Tuesday 8 November 2011

Brian Cowen wasn’t a failure: he was just drawn that way


Watching Crisis: Inside the Cowen Government on Monday night, I realised something: for nearly three years, our Taoiseach was TinTin’s companion, Captain Haddock.

The evidence can be traced through the blotted comic-strip of 2008 to early 2011. Haddock is brash and grumpy (Mary O’Rourke might call him ‘truculent’). He’s fond of the Loch Lomond Single Malt whiskey (one’s mind drifts to the alleged line of pints on the bar the night before that Morning Ireland interview). Indeed, at times, Haddock’s drinking posed a greater hazard to TinTin than the villains he encountered. Finally, the Captain’s short-tempered outbursts are legendary (remember when challenged on NAMA in the Dáil, Cowen fumed "billions of bilious blue blistering barnacles!"?)

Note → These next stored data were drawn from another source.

//! # palletflow
//!
//! Warehouse throughput what-if calculator.
//!
//! Given a production schedule, a product mix, and a sweep of outbound truck
//! rates, palletflow computes the ratio of production capacity to outbound
//! capacity and the warehouse turnover time for a fan of production-hour
//! scenarios, locates the truck rate at which production and outbound move
//! the same weekly pallet volume, and translates fixed monthly revenue
//! targets into weekly pallet and truck equivalents.
//!
//! Every recompute is a pure function of the input parameters and the plant
//! constants: nothing is cached, nothing is mutated in place, and the same
//! inputs always produce the same report.
//!
//! ## Example
//!
//! ```rust
//! use palletflow::prelude::*;
//!
//! let params = AnalysisParams::builder()
//!     .production_hours_per_day(16.0)
//!     .production_days_per_week(5.0)
//!     .build();
//! let report = AnalysisReport::compute(&params, &PlantConfig::default());
//! assert_eq!(report.scenarios.len(), 5);
//! ```

#![forbid(unsafe_code)]
#![deny(clippy::unwrap_used, clippy::expect_used, clippy::panic)]
#![warn(clippy::pedantic, clippy::nursery)]
#![allow(
    clippy::module_name_repetitions,
    clippy::cast_precision_loss,
    clippy::cast_possible_truncation,
    clippy::suboptimal_flops,     // Arithmetic stays in its documented form
    clippy::missing_const_for_fn, // Many functions can't be const in stable Rust
)]

pub mod config;
pub mod engine;
pub mod error;
pub mod scenarios;

#[cfg(feature = "wasm")]
pub mod wasm;

/// Prelude for convenient imports
pub mod prelude {
    pub use crate::config::{AnalysisParams, AnalysisParamsBuilder, PlantConfig, ProductSpec};
    pub use crate::engine::{interpolate, sweep};
    pub use crate::error::{FlowError, FlowResult};
    pub use crate::scenarios::{
        AnalysisReport, BalanceEntry, BalancePoint, RevenueTarget, ScenarioGroup, ScenarioPoint,
    };
}

/// Re-export for public API
pub use error::{FlowError, FlowResult};
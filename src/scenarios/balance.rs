//! Balanced-throughput solver.
//!
//! For each hours-scenario, finds the truck rate at which the capacity ratio
//! crosses 1.0 (production and outbound moving the same weekly pallet
//! volume) by inverse interpolation on the sampled ratio curve.

use serde::{Deserialize, Serialize};

use crate::config::PlantConfig;
use crate::engine::interpolate;
use crate::scenarios::throughput::ScenarioGroup;

/// The throughput at which production and outbound are balanced.
#[derive(Debug, Clone, Copy, Serialize, Deserialize)]
pub struct BalancePoint {
    /// Trucks per week at capacity ratio 1.0.
    pub trucks_per_week: f64,
    /// Pallets per week moved at that truck rate.
    pub pallets_per_week: f64,
}

/// Balance result for one hours-scenario.
#[derive(Debug, Clone, Serialize, Deserialize)]
pub struct BalanceEntry {
    /// Production hours per day for this scenario.
    pub production_hours_per_day: f64,
    /// Weekly production capacity in pallets for this scenario.
    pub total_production_pallets: f64,
    /// The balanced point, or `None` when the sampled ratio range does not
    /// bracket 1.0.
    pub balance: Option<BalancePoint>,
}

/// Locate the balanced point for one scenario group.
///
/// The group's samples are ordered by capacity ratio and scanned for the
/// first segment spanning 1.0; the balanced truck rate is the inverse
/// interpolation of that segment (ratio as the x-axis, trucks as the
/// y-axis). Scenarios whose sweep lies entirely above or below ratio 1.0
/// report no balance point rather than extrapolating.
#[must_use]
pub fn solve_balance(group: &ScenarioGroup, plant: &PlantConfig) -> BalanceEntry {
    let mut samples: Vec<(f64, f64)> = group
        .points
        .iter()
        .map(|p| (p.capacity_ratio, p.trucks_per_week))
        .collect();
    samples.sort_by(|a, b| a.0.total_cmp(&b.0));

    let balance = bracket_at_unity(&samples).map(|trucks_per_week| BalancePoint {
        trucks_per_week,
        pallets_per_week: trucks_per_week * plant.pallets_per_truck,
    });

    BalanceEntry {
        production_hours_per_day: group.production_hours_per_day,
        total_production_pallets: group.total_production_pallets,
        balance,
    }
}

/// Solve every scenario group independently, in group order.
#[must_use]
pub fn solve_all(groups: &[ScenarioGroup], plant: &PlantConfig) -> Vec<BalanceEntry> {
    groups.iter().map(|g| solve_balance(g, plant)).collect()
}

/// Interpolated truck rate at ratio 1.0 from ratio-ascending samples, or
/// `None` when no segment brackets it.
fn bracket_at_unity(samples: &[(f64, f64)]) -> Option<f64> {
    let min_ratio = samples.first()?.0;
    let max_ratio = samples.last()?.0;
    if min_ratio > 1.0 || max_ratio < 1.0 {
        return None;
    }

    let upper = samples.iter().position(|&(ratio, _)| ratio >= 1.0)?;
    if upper == 0 {
        return None;
    }
    let lower = upper - 1;

    let ratios = [samples[lower].0, samples[upper].0];
    let trucks = [samples[lower].1, samples[upper].1];
    Some(interpolate(&ratios, &trucks, 1.0))
}

#[cfg(test)]
mod tests {
    use super::*;
    use crate::config::AnalysisParams;
    use crate::scenarios::throughput::build_scenario_groups;

    fn reference_params() -> AnalysisParams {
        AnalysisParams::builder()
            .production_hours_per_day(16.0)
            .production_days_per_week(5.0)
            .product_mix_ratio(0.6)
            .hours_span(2.0)
            .truck_range(10.0, 30.0)
            .sweep_points(21)
            .build()
    }

    #[test]
    fn test_balance_reference_value() {
        let params = reference_params();
        let plant = PlantConfig::default();

        let groups = build_scenario_groups(&params, &plant);
        let entry = solve_balance(&groups[2], &plant); // 16 h/day

        // ~432 pallets/wk balances between 16 and 17 trucks
        let point = entry.balance.unwrap();
        assert!(
            point.trucks_per_week > 16.0 && point.trucks_per_week < 17.0,
            "balanced trucks = {}",
            point.trucks_per_week
        );
        assert!((point.trucks_per_week - 16.63).abs() < 0.05);
        assert!(
            (point.pallets_per_week - point.trucks_per_week * 26.0).abs() < 1e-9
        );
    }

    #[test]
    fn test_balance_not_found_when_all_ratios_above_one() {
        // A sweep of very low truck rates leaves production dominant
        let params = AnalysisParams::builder()
            .truck_range(1.0, 3.0)
            .sweep_points(5)
            .build();
        let plant = PlantConfig::default();

        for entry in solve_all(&build_scenario_groups(&params, &plant), &plant) {
            assert!(entry.balance.is_none());
        }
    }

    #[test]
    fn test_balance_not_found_when_all_ratios_below_one() {
        // A sweep of very high truck rates leaves outbound dominant
        let params = AnalysisParams::builder()
            .truck_range(100.0, 200.0)
            .sweep_points(5)
            .build();
        let plant = PlantConfig::default();

        for entry in solve_all(&build_scenario_groups(&params, &plant), &plant) {
            assert!(entry.balance.is_none());
        }
    }

    #[test]
    fn test_balance_independent_per_scenario() {
        let params = reference_params();
        let plant = PlantConfig::default();

        let entries = solve_all(&build_scenario_groups(&params, &plant), &plant);
        assert_eq!(entries.len(), 5);

        // Longer production days push the balance point to higher truck
        // rates; every default scenario brackets 1.0 within 10..30 trucks
        let trucks: Vec<f64> = entries
            .iter()
            .map(|e| e.balance.unwrap().trucks_per_week)
            .collect();
        assert!(trucks.windows(2).all(|w| w[0] < w[1]), "trucks = {trucks:?}");
    }

    #[test]
    fn test_balance_scales_with_production() {
        let params = reference_params();
        let plant = PlantConfig::default();

        let entries = solve_all(&build_scenario_groups(&params, &plant), &plant);
        for entry in entries {
            let point = entry.balance.unwrap();
            // At balance, outbound pallets equal production pallets up to
            // the error of linear interpolation on a 1/x-shaped curve
            let relative_error =
                (point.pallets_per_week - entry.total_production_pallets).abs()
                    / entry.total_production_pallets;
            assert!(relative_error < 0.01, "relative error = {relative_error}");
        }
    }

    #[test]
    fn test_balance_survives_infinite_ratio_samples() {
        // A sweep starting at zero trucks contributes an infinite ratio
        // sample; sorting pushes it to the top and the finite segment
        // bracketing 1.0 still resolves
        let params = AnalysisParams::builder()
            .truck_range(0.0, 30.0)
            .sweep_points(31)
            .build();
        let plant = PlantConfig::default();

        let groups = build_scenario_groups(&params, &plant);
        let entry = solve_balance(&groups[2], &plant);
        assert!(entry.balance.is_some());
    }

    #[test]
    fn test_balance_entry_serialization() {
        let params = reference_params();
        let plant = PlantConfig::default();

        let groups = build_scenario_groups(&params, &plant);
        let entry = solve_balance(&groups[0], &plant);

        let json = serde_json::to_string(&entry).unwrap();
        assert!(json.contains("balance"));

        let restored: BalanceEntry = serde_json::from_str(&json).unwrap();
        assert!(restored.balance.is_some());
    }

    #[test]
    fn test_bracket_at_unity_empty() {
        assert!(bracket_at_unity(&[]).is_none());
    }

    #[test]
    fn test_bracket_at_unity_exact_first_sample() {
        // Ratio 1.0 sitting on the first sample cannot be bracketed from the
        // left; the solver reports not-found rather than extrapolating
        let samples = [(1.0, 16.0), (1.5, 12.0)];
        assert!(bracket_at_unity(&samples).is_none());
    }
}
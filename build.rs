/// Build script for palletflow
/// Captures build environment for reproducibility

fn main() {
    println!("cargo:rerun-if-changed=Cargo.toml");
    println!("cargo:rerun-if-changed=Cargo.lock");

    // Embed version information
    if let Ok(version) = std::env::var("CARGO_PKG_VERSION") {
        println!("cargo:rustc-env=PALLETFLOW_VERSION={version}");
    }

    // Capture git hash for reproducibility
    if let Ok(output) = std::process::Command::new("git")
        .args(["rev-parse", "HEAD"])
        .output()
    {
        if let Ok(hash) = String::from_utf8(output.stdout) {
            println!("cargo:rustc-env=GIT_HASH={}", hash.trim());
        }
    }
}
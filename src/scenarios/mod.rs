//! Warehouse throughput scenarios.
//!
//! The full what-if computation, assembled from:
//! - [`throughput`]: the production-hours × truck-rate scenario grid
//! - [`balance`]: the truck rate at which production and outbound move the
//!   same weekly pallet volume, per hours-scenario
//! - [`revenue`]: monthly revenue targets translated into weekly pallet and
//!   truck equivalents, compared against each hours-scenario
//! - [`report`]: one pure recompute producing everything the presentation
//!   boundary consumes

pub mod balance;
pub mod report;
pub mod revenue;
pub mod throughput;

pub use balance::{solve_all, solve_balance, BalanceEntry, BalancePoint};
pub use report::AnalysisReport;
pub use revenue::{pallet_cost, RevenueTarget, TargetComparison};
pub use throughput::{build_scenario_groups, ScenarioGroup, ScenarioPoint};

Okay, we can put a line through the last tibit, but the outline of the two characters is beginning to converge. Where they diverge, however, is more telling: Haddock’s brashness and drinking were often used for comic effect.

One might say, then, that Haddock works as comic foil. Foil to whom? The courageous TinTin: a righteous and noble character. Brian Lenihan heroically battled pancreatic cancer, but, unlike TinTin (who continuously emerged from tight scrapes), this was one perilous situation he sadly could not disengage from. If ever Ireland needed TinTin, it was in the early hours of September 30th 2008. But all we got was Haddock.

Hergé, TinTin’s creator, in later editions, created a diverging destiny for Haddock. Resembling a weak character initially, the Captain would later earn our respect-his most noble act being in the pivotal Tintin in Tibet, in which he stoically volunteers to sacrifice his life to save Tintin. Cowen needed Hergé to continue drawing for him, but instead he blotted his own page. And, later, it was left for the troika to draw Ireland’s destiny.